After landing his F-35 at Luke Air Force Base in December 2015, Major Morten Hanche greets Major General Per-Egil Rygg, RNoAF chief of staff.

Nearby, controllers are assembling the latest air picture, in which the long, dragon-shape of Norway is defined by greenish blips. Well off to the east, an orange blip appears. An intruder? No, says Haugen. It is one of Norway’s P-3 Orions, out on a morning maritime surveillance patrol.

Highway Patrol

During the cold war, everyone watched the traffic on the marine highway linking Russian naval bases on the Kola Peninsula, which juts east from where Russia and Norway meet, and the Atlantic Ocean. Today, Norway is the only NATO nation still flying maritime surveillance patrols over this vast, busy patch of ice and ocean. It’s an important mission, especially, as one Air Force historian puts it, “when you have the biggest Russian naval base just around the corner.”

Norway’s six P-3s are part of the 333 Squadron of 133 Air Wing, which occupies part of the municipal airport at Andenes, a small community at the north tip of Andøya Island. The air station was sited here for easy access to the heavily trafficked open water linking the Arctic Ocean and Barents Sea to the Atlantic.

Colonel Ingvild Jensrud commands the Andøya base. A former navigator, she was trained for anti-submarine warfare by the U.S. Navy, and helped guide the development of the NH-90 helicopter, a project shared by a consortium of NATO members. Now she leads a unit whose main task is to provide a Norwegian military presence in Norway’s huge share of the Arctic turf.

The Andøya P-3s fly daily patrols that go as far west as Jan Mayen, a Norwegian island northeast of Iceland, and as far east as Norway’s 110-mile border with Russia—and sometimes a bit more. “We are in international airspace for the entire Barents Sea,” says Jensrud. The flights stay at altitude, she says, to get a broad picture of surface activity, then drop down for a closer look. “We rarely go to 250 feet.”

Although the P-3s fly as Norwegian aircraft, the information they gather is relayed back to headquarters and NATO.

While these are mainly military patrols, they also provide surveillance of Norway’s fisheries, and the frail Arctic environment. Between them, Norway and Russia have about half the planet’s Arctic coastline, and claim rights to the abundant resources believed to lie beneath the thawing polar ice. The Orions will provide early warnings of environmental degradation and any poaching of natural resources.

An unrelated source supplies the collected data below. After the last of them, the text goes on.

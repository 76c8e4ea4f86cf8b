//! Transfer Forms
//!
//! Turns loosely-shaped form submissions into validated canonical records.
//! Form renderers cannot express repeated groups or reliable multi-selects,
//! so each form is a relaxed view of its canonical entity:
//!
//! ```text
//! raw JSON ──▶ normalize ──▶ relaxed schema ──▶ lift ──▶ canonical schema ──▶ models
//!              (multi-select    (shape errors)    (singular →   (field violations)
//!               → sequence)                        sequence)
//! ```
//!
//! # Core Concepts
//!
//! - [`FormKind`]: one form per canonical entity
//! - [`layout`]: flatten targets, multi-select and hidden fields
//! - [`relaxed_schema`]: the form schema, derived from the canonical schema
//! - [`RelaxedForm`]: a normalized submission the relaxed schema accepted
//! - [`lift`](lift::lift): relaxed → canonical shape, innermost first
//! - [`CanonicalValidator`]: canonical schema, deserialization, business rules
//! - [`FormPipeline`]: the three stages with logging and failure modes
//!
//! # Example
//!
//! ```rust,ignore
//! use transfer_forms::prelude::*;
//!
//! let pipeline = FormPipeline::new(PipelineConfig::default())?;
//! let submission = pipeline.run(FormKind::UploadJob, json!({
//!     "project_name": "Ephys Platform",
//!     "platform": "ECEPHYS",
//!     "modality": {"modality": "ECEPHYS", "source": "/data/x"},
//!     "subject_id": "123456",
//!     "acq_datetime": "2024-03-01 12:30:00",
//! }))?;
//! assert_eq!(submission.validated.payload["modalities"][0]["modality"], "ecephys");
//! ```

#![warn(unreachable_pub)]
#![allow(missing_docs)]

pub mod config;
mod entity;
pub mod error;
pub mod layout;
pub mod lift;
mod normalize;
mod pipeline;
mod relaxed;
mod schema;
mod validator;

pub use config::{FailureMode, PipelineConfig};
pub use entity::{FormKind, UnknownForm};
pub use error::{ConfigError, LiftError, PipelineError, SchemaError, ShapeError};
pub use lift::LiftedForm;
pub use normalize::{coerce_to_sequence, normalize_multiplicity};
pub use pipeline::{to_pretty_json, FormPipeline, FormResponse, Submission};
pub use relaxed::RelaxedForm;
pub use schema::{canonical_schema, relaxed_schema, CompiledSchema, FormSchema, FormSchemas, SchemaTier};
pub use validator::{CanonicalRecord, CanonicalValidator, Validated};

/// Prelude module for common imports
pub mod prelude {
    //! Common imports for running submissions
    pub use crate::{
        FailureMode, FormKind, FormPipeline, FormResponse, PipelineConfig, PipelineError, RelaxedForm,
        Submission,
    };
    pub use transfer_models::{FieldViolation, ValidationErrors, ViolationKind};
}

/// Version of this crate
pub const VERSION: &str = env!("CARGO_PKG_VERSION");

Out on the tarmac, one of the Orions, painted battleship gray, waits to be launched on another day’s patrol. Two others are inside an enormous hangar, where ground crews swarm over them. On their vertical stabilizers is the haloed stick figure made famous by the 1960s television series The Saint, with Roger Moore as the Simon Templar character from Leslie Charteris’ novels.

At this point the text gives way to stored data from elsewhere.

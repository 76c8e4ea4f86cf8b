use pretty_assertions::assert_eq;
use serde_json::json;
use transfer_forms::{CanonicalRecord, FormKind, PipelineError, ShapeError};
use transfer_models::{EmailNotificationType, ViolationKind};
use transfer_test_utils::{
    detailed_pipeline, pipeline, relaxed_modality, relaxed_submit_job, relaxed_upload_job,
    relaxed_upload_job_for, without,
};

#[test]
fn single_modality_lifts_into_sequence_and_validates() {
    let submission = pipeline().run(FormKind::UploadJob, relaxed_upload_job()).unwrap();

    assert_eq!(
        submission.lifted.fields()["modalities"],
        json!([{"modality": "ECEPHYS", "source": "/data/x"}])
    );
    assert!(!submission.lifted.fields().contains_key("modality"));

    let CanonicalRecord::UploadJob(job) = &submission.validated.record else {
        panic!("expected an upload job record");
    };
    assert_eq!(job.modalities.len(), 1);
    assert_eq!(job.modalities[0].source, "/data/x");
    assert_eq!(job.s3_prefix, "ecephys_123456_2024-03-01_12-30-00");
}

#[test]
fn bare_notification_type_is_normalized_before_lifting() {
    let mut raw = relaxed_upload_job();
    raw["email_notification_types"] = json!("fail");

    let submission = pipeline().run(FormKind::UploadJob, raw).unwrap();
    assert_eq!(submission.form.fields()["email_notification_types"], json!(["fail"]));
    assert_eq!(submission.lifted.fields()["email_notification_types"], json!(["fail"]));

    let CanonicalRecord::UploadJob(job) = submission.validated.record else {
        panic!("expected an upload job record");
    };
    assert_eq!(
        job.email_notification_types.unwrap().into_iter().collect::<Vec<_>>(),
        vec![EmailNotificationType::Fail]
    );
}

#[test]
fn missing_project_name_fails_before_lifting() {
    let err = pipeline()
        .run(FormKind::UploadJob, without(relaxed_upload_job(), "project_name"))
        .unwrap_err();

    let PipelineError::Shape(ShapeError::Rejected { form, violations }) = &err else {
        panic!("expected a shape rejection, got {err:?}");
    };
    assert_eq!(*form, FormKind::UploadJob);
    assert!(violations.has_path("/project_name"));
    assert_eq!(violations.as_slice()[0].kind, ViolationKind::RequiredMissing);
}

#[test]
fn submit_job_lifts_both_levels() {
    let submission = pipeline().run(FormKind::SubmitJob, relaxed_submit_job()).unwrap();

    let jobs = submission.lifted.fields()["upload_jobs"].as_array().unwrap();
    assert_eq!(jobs.len(), 1);
    let modalities = jobs[0]["modalities"].as_array().unwrap();
    assert_eq!(modalities.len(), 1);
    assert_eq!(modalities[0], relaxed_modality());
    assert!(jobs[0].get("modality").is_none());

    let payload = &submission.validated.payload;
    assert_eq!(payload["upload_jobs"][0]["modalities"][0]["modality"], json!("ecephys"));
    assert_eq!(payload["job_type"], json!("transform_and_upload"));
}

#[test]
fn request_settings_reach_the_upload_job() {
    let submission = pipeline().run(FormKind::SubmitJob, relaxed_submit_job()).unwrap();
    let job = &submission.validated.payload["upload_jobs"][0];
    assert_eq!(job["user_email"], json!("someone@example.org"));
    assert_eq!(job["email_notification_types"], json!(["fail"]));
}

#[test]
fn notification_default_is_not_injected_into_the_form() {
    let submission = pipeline().run(FormKind::SubmitJob, relaxed_submit_job()).unwrap();
    assert!(!submission.form.fields().contains_key("email_notification_types"));
    assert_eq!(submission.validated.payload["email_notification_types"], json!(["fail"]));
}

#[test]
fn full_pipeline_is_idempotent() {
    let pipeline = pipeline();
    for (kind, raw) in [
        (FormKind::Modality, relaxed_modality()),
        (FormKind::UploadJob, relaxed_upload_job()),
        (FormKind::SubmitJob, relaxed_submit_job()),
    ] {
        let first = pipeline.run(kind, raw.clone()).unwrap();
        let second = pipeline.run(kind, raw).unwrap();
        assert_eq!(first, second);
    }
}

#[test]
fn validated_payload_revalidates_unchanged() {
    let pipeline = pipeline();
    let submission = pipeline.run(FormKind::SubmitJob, relaxed_submit_job()).unwrap();
    let again = pipeline
        .validate_canonical(FormKind::SubmitJob, &submission.validated.payload)
        .unwrap();
    assert_eq!(again.payload, submission.validated.payload);
}

#[test]
fn canonical_rejection_carries_field_paths() {
    let err = pipeline()
        .run(FormKind::UploadJob, relaxed_upload_job_for("mouse 1"))
        .unwrap_err();
    assert!(err.is_retryable());
    assert!(!err.is_shape_error());
    assert_eq!(err.violations()[0].path, "/subject_id");
}

#[test]
fn nested_canonical_rejection_points_into_sequences() {
    let mut raw = relaxed_submit_job();
    raw["upload_job"]["subject_id"] = json!("mouse_1");
    let err = pipeline().run(FormKind::SubmitJob, raw).unwrap_err();
    assert!(err
        .violations()
        .iter()
        .any(|v| v.path == "/upload_jobs/0/subject_id"));
}

#[test]
fn detailed_response_lists_violations() {
    let response = detailed_pipeline()
        .respond(FormKind::UploadJob, relaxed_upload_job_for("a:b"))
        .unwrap();
    assert!(!response.is_validated());
    assert_eq!(response.violations.len(), 1);

    let text = response.render_text(3).unwrap();
    assert!(text.contains("Validation failed:"));
    assert!(text.contains("/subject_id [invalid_value]"));
}

#[test]
fn accepted_response_echoes_both_blocks() {
    let response = pipeline()
        .respond(FormKind::Modality, relaxed_modality())
        .unwrap();
    assert_eq!(response.submitted, relaxed_modality());
    assert_eq!(response.validated.as_ref().unwrap()["output_folder_name"], json!("ecephys"));

    let serialized = serde_json::to_value(&response).unwrap();
    assert_eq!(serialized["form"], json!("modality"));
    assert!(serialized.get("violations").is_none());
}

#[test]
fn multi_selection_keeps_submission_order() {
    let mut raw = relaxed_submit_job();
    raw["email_notification_types"] = json!(["retry", "begin"]);
    let form = pipeline().parse(FormKind::SubmitJob, raw).unwrap();
    assert_eq!(form.fields()["email_notification_types"], json!(["retry", "begin"]));
}

#[test]
fn repeated_selection_collapses_into_the_set() {
    let mut raw = relaxed_upload_job();
    raw["email_notification_types"] = json!(["fail", "fail"]);

    let submission = pipeline().run(FormKind::UploadJob, raw).unwrap();
    assert_eq!(submission.form.fields()["email_notification_types"], json!(["fail", "fail"]));
    assert_eq!(submission.validated.payload["email_notification_types"], json!(["fail"]));
}

#[test]
fn null_multi_select_is_wrapped_then_rejected_by_form_schema() {
    let mut raw = relaxed_upload_job();
    raw["email_notification_types"] = json!(null);
    let err = pipeline().parse(FormKind::UploadJob, raw).unwrap_err();
    assert!(err
        .violations()
        .iter()
        .any(|v| v.path == "/email_notification_types/0"));
}

#[test]
fn malformed_json_is_a_shape_error() {
    let err = pipeline().run_str(FormKind::SubmitJob, "{\"upload_job\": ").unwrap_err();
    assert!(matches!(err, PipelineError::Shape(ShapeError::Syntax { .. })));
}
//! Testing utilities for transfer-forms workspace
//!
//! Shared fixtures for relaxed and canonical submissions.

#![allow(missing_docs)]

use serde_json::{json, Value};
use transfer_forms::{FailureMode, FormPipeline, PipelineConfig};

pub const SOURCE: &str = "/data/x";
pub const SUBJECT_ID: &str = "123456";
pub const ACQ_DATETIME: &str = "2024-03-01 12:30:00";

pub fn relaxed_modality() -> Value {
    json!({"modality": "ECEPHYS", "source": SOURCE})
}

pub fn relaxed_upload_job() -> Value {
    json!({
        "project_name": "Ephys Platform",
        "platform": "ECEPHYS",
        "modality": relaxed_modality(),
        "subject_id": SUBJECT_ID,
        "acq_datetime": ACQ_DATETIME,
    })
}

pub fn relaxed_upload_job_for(subject_id: &str) -> Value {
    let mut job = relaxed_upload_job();
    job["subject_id"] = json!(subject_id);
    job
}

pub fn relaxed_submit_job() -> Value {
    json!({
        "user_email": "someone@example.org",
        "upload_job": relaxed_upload_job(),
    })
}

pub fn canonical_upload_job() -> Value {
    json!({
        "project_name": "Ephys Platform",
        "platform": "ecephys",
        "modalities": [{"modality": "ecephys", "source": SOURCE}],
        "subject_id": SUBJECT_ID,
        "acq_datetime": ACQ_DATETIME,
    })
}

pub fn canonical_submit_job(jobs: Vec<Value>) -> Value {
    json!({"upload_jobs": jobs})
}

pub fn pipeline() -> FormPipeline {
    FormPipeline::new(PipelineConfig::default()).unwrap()
}

pub fn detailed_pipeline() -> FormPipeline {
    FormPipeline::new(PipelineConfig::default().with_failure_mode(FailureMode::Detailed)).unwrap()
}

/// Remove a top-level key from an object fixture
pub fn without(mut value: Value, key: &str) -> Value {
    if let Some(fields) = value.as_object_mut() {
        fields.remove(key);
    }
    value
}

A P-3 Orion crew at Andøya Air Station gathers for an Arctic briefing.
Colonel Band Reider Solheim was the commanding officer at Bodø Air Station until August 2016.

“We are proud of the saint figure,” says Torbjorn Haugen, a retired RNoAF major who has spent about 14,000 hours flying as navigator on Andøya aircraft. “In the rebuilding of the Norwegian air force after World War II,” he says, “air squadrons were assigned call signs.” The Andøya unit was given Saint.

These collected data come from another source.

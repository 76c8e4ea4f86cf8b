//! Canonical model contract

use schemars::JsonSchema;
use serde::de::DeserializeOwned;
use serde::Serialize;

use crate::violation::{FieldViolation, ValidationErrors};

/// A canonical, business-rule-enforcing record
///
/// Deserialization checks shape and field types; `finalize` applies the
/// rules serde cannot express: cross-field defaults, computed fields and
/// cross-field constraints.
///
/// # Contract
/// - `finalize` is deterministic: finalizing an already-finalized record
///   leaves it unchanged
/// - violations are reported relative to `path`, a JSON pointer to the
///   record inside the submission
pub trait CanonicalModel: Serialize + DeserializeOwned + JsonSchema + Sized {
    /// Apply defaults and computed fields, collecting rule violations
    fn finalize(&mut self, path: &str, violations: &mut Vec<FieldViolation>);

    /// Finalize a top-level record
    ///
    /// # Errors
    /// Returns every violation found when any rule fails
    fn finalized(mut self) -> Result<Self, ValidationErrors> {
        let mut violations = Vec::new();
        self.finalize("", &mut violations);
        ValidationErrors::from(violations).into_result(self)
    }
}
use std::io::Read;
use std::path::PathBuf;
use std::process::ExitCode;

use anyhow::{Context, Result};
use clap::{value_parser, Arg, ArgAction, ArgMatches, Command};
use serde_json::{json, Value};
use tracing::{debug, error};
use tracing_subscriber::EnvFilter;
use transfer_forms::config::parse_indent;
use transfer_forms::{
    canonical_schema, relaxed_schema, to_pretty_json, FailureMode, FormKind, FormPipeline, PipelineConfig,
    PipelineError,
};
use transfer_models::{BucketType, Choice, EmailNotificationType, FieldViolation, Modality, Platform};

const EXIT_REJECTED: u8 = 1;
const EXIT_BAD_REQUEST: u8 = 2;

fn form_arg() -> Arg {
    Arg::new("form")
        .long("form")
        .short('f')
        .required(true)
        .value_parser(value_parser!(FormKind))
        .help("Form to process: modality, upload-job or submit-job")
}

fn input_arg() -> Arg {
    Arg::new("input")
        .default_value("-")
        .value_parser(value_parser!(PathBuf))
        .help("JSON file to read, or - for stdin")
}

fn cli() -> Command {
    Command::new("transfer-forms")
        .version(transfer_forms::VERSION)
        .about("Normalize and validate data-transfer job submission forms")
        .subcommand_required(true)
        .arg(
            Arg::new("config")
                .long("config")
                .short('c')
                .global(true)
                .value_parser(value_parser!(PathBuf))
                .help("YAML or JSON configuration file"),
        )
        .arg(
            Arg::new("failure-mode")
                .long("failure-mode")
                .global(true)
                .value_parser(value_parser!(FailureMode))
                .help("On canonical rejection: omit (default) or detailed"),
        )
        .arg(
            Arg::new("indent")
                .long("indent")
                .global(true)
                .value_parser(parse_indent)
                .help("Indent width of printed JSON, at most 16"),
        )
        .arg(
            Arg::new("log-json")
                .long("log-json")
                .global(true)
                .action(ArgAction::SetTrue)
                .help("Emit logs as JSON lines on stderr"),
        )
        .subcommand(
            Command::new("submit")
                .about("Run a form submission through normalize, lift and validate")
                .arg(form_arg())
                .arg(input_arg())
                .arg(
                    Arg::new("json")
                        .long("json")
                        .action(ArgAction::SetTrue)
                        .help("Print the response as JSON"),
                ),
        )
        .subcommand(
            Command::new("validate")
                .about("Validate a canonical record without lifting")
                .arg(form_arg())
                .arg(input_arg()),
        )
        .subcommand(
            Command::new("schema")
                .about("Print a form's JSON Schema")
                .arg(form_arg())
                .arg(
                    Arg::new("canonical")
                        .long("canonical")
                        .action(ArgAction::SetTrue)
                        .help("Print the canonical schema instead of the form schema"),
                ),
        )
        .subcommand(Command::new("choices").about("Print dropdown options for every enumerated field"))
}

fn load_config(matches: &ArgMatches) -> Result<PipelineConfig> {
    let config = match matches.get_one::<PathBuf>("config") {
        Some(path) => PipelineConfig::load(path).with_context(|| format!("loading {}", path.display()))?,
        None => PipelineConfig::default(),
    };
    let mut config = config.with_process_env()?;

    if let Some(mode) = matches.get_one::<FailureMode>("failure-mode") {
        config = config.with_failure_mode(*mode);
    }
    if let Some(indent) = matches.get_one::<usize>("indent") {
        config = config.with_output_indent(*indent);
    }
    Ok(config)
}

fn init_tracing(level: &str, json: bool) {
    let filter = EnvFilter::try_from_default_env().unwrap_or_else(|_| EnvFilter::new(level));
    let builder = tracing_subscriber::fmt()
        .with_env_filter(filter)
        .with_writer(std::io::stderr);
    if json {
        builder.json().init();
    } else {
        builder.init();
    }
}

fn read_input(args: &ArgMatches) -> Result<String> {
    let path = args
        .get_one::<PathBuf>("input")
        .context("input has a default value")?;
    if path.as_os_str() == "-" {
        let mut text = String::new();
        std::io::stdin()
            .read_to_string(&mut text)
            .context("reading submission from stdin")?;
        Ok(text)
    } else {
        std::fs::read_to_string(path).with_context(|| format!("reading {}", path.display()))
    }
}

fn form(args: &ArgMatches) -> Result<FormKind> {
    args.get_one::<FormKind>("form")
        .copied()
        .context("--form is required")
}

fn report_violations(violations: &[FieldViolation]) {
    for violation in violations {
        eprintln!("  {violation}");
    }
}

fn submit(pipeline: &FormPipeline, args: &ArgMatches) -> Result<ExitCode> {
    let kind = form(args)?;
    let text = read_input(args)?;
    let indent = pipeline.config().output_indent;

    match pipeline.respond_str(kind, &text) {
        Ok(response) => {
            if args.get_flag("json") {
                println!("{}", to_pretty_json(&response, indent)?);
            } else {
                print!("{}", response.render_text(indent)?);
            }
            Ok(if response.is_validated() {
                ExitCode::SUCCESS
            } else {
                ExitCode::from(EXIT_REJECTED)
            })
        }
        Err(err) => Ok(report_failure(&err)),
    }
}

fn report_failure(err: &PipelineError) -> ExitCode {
    error!(error = %err, "submission failed");
    eprintln!("error: {err}");
    report_violations(err.violations());
    if err.is_shape_error() {
        ExitCode::from(EXIT_BAD_REQUEST)
    } else {
        ExitCode::from(EXIT_REJECTED)
    }
}

fn validate(pipeline: &FormPipeline, args: &ArgMatches) -> Result<ExitCode> {
    let kind = form(args)?;
    let text = read_input(args)?;
    let value: Value = match serde_json::from_str(&text) {
        Ok(value) => value,
        Err(err) => {
            eprintln!("error: {kind} record is not valid JSON: {err}");
            return Ok(ExitCode::from(EXIT_BAD_REQUEST));
        }
    };

    match pipeline.validate_canonical(kind, &value) {
        Ok(validated) => {
            println!("{}", to_pretty_json(&validated.payload, pipeline.config().output_indent)?);
            Ok(ExitCode::SUCCESS)
        }
        Err(errors) => Ok(report_failure(&PipelineError::CanonicalRejection(errors))),
    }
}

fn schema(args: &ArgMatches, indent: usize) -> Result<ExitCode> {
    let kind = form(args)?;
    let document = if args.get_flag("canonical") {
        canonical_schema(kind)?
    } else {
        relaxed_schema(kind)?
    };
    println!("{}", to_pretty_json(&document, indent)?);
    Ok(ExitCode::SUCCESS)
}

fn choices() -> Value {
    json!({
        "modality": Modality::options(),
        "platform": Platform::options(),
        "s3_bucket": BucketType::options(),
        "email_notification_types": EmailNotificationType::options(),
    })
}

fn run(matches: &ArgMatches) -> Result<ExitCode> {
    let config = load_config(matches)?;
    init_tracing(&config.log_level, matches.get_flag("log-json"));
    debug!(?config, "configuration loaded");
    let indent = config.output_indent;

    match matches.subcommand() {
        Some(("submit", args)) => submit(&FormPipeline::new(config)?, args),
        Some(("validate", args)) => validate(&FormPipeline::new(config)?, args),
        Some(("schema", args)) => schema(args, indent),
        Some(("choices", _)) => {
            println!("{}", to_pretty_json(&choices(), indent)?);
            Ok(ExitCode::SUCCESS)
        }
        _ => Ok(ExitCode::from(EXIT_BAD_REQUEST)),
    }
}

fn main() -> ExitCode {
    let matches = cli().get_matches();
    match run(&matches) {
        Ok(code) => code,
        Err(err) => {
            eprintln!("error: {err:#}");
            ExitCode::from(EXIT_REJECTED)
        }
    }
}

“We are very fond of the P-3,” says Jensrud, “and would be quite happy operating it for a number of years, if we can find spare parts.” But she knows the Orions are reaching an age where they will have to make way for a younger generation of aircraft.

Over the next several years, the much-anticipated covey of F-35As will arrive, bringing new capabilities that will dominate Norwegian military strategy for decades to come. The F-35 will become Norway’s main line of defense, and if called out, demonstrate its strike capability.

The beautiful F-16, the indestructible Orion, the radars controlled by Sørreisa—all of those shining new things bought 30 or 40 years ago have grown old. Now, although the Russian bear seems to be coming out of hibernation, the threat of a broad war has diminished, while the prospect of “out of area” operations has grown. How lucky we are, that we cannot see the future.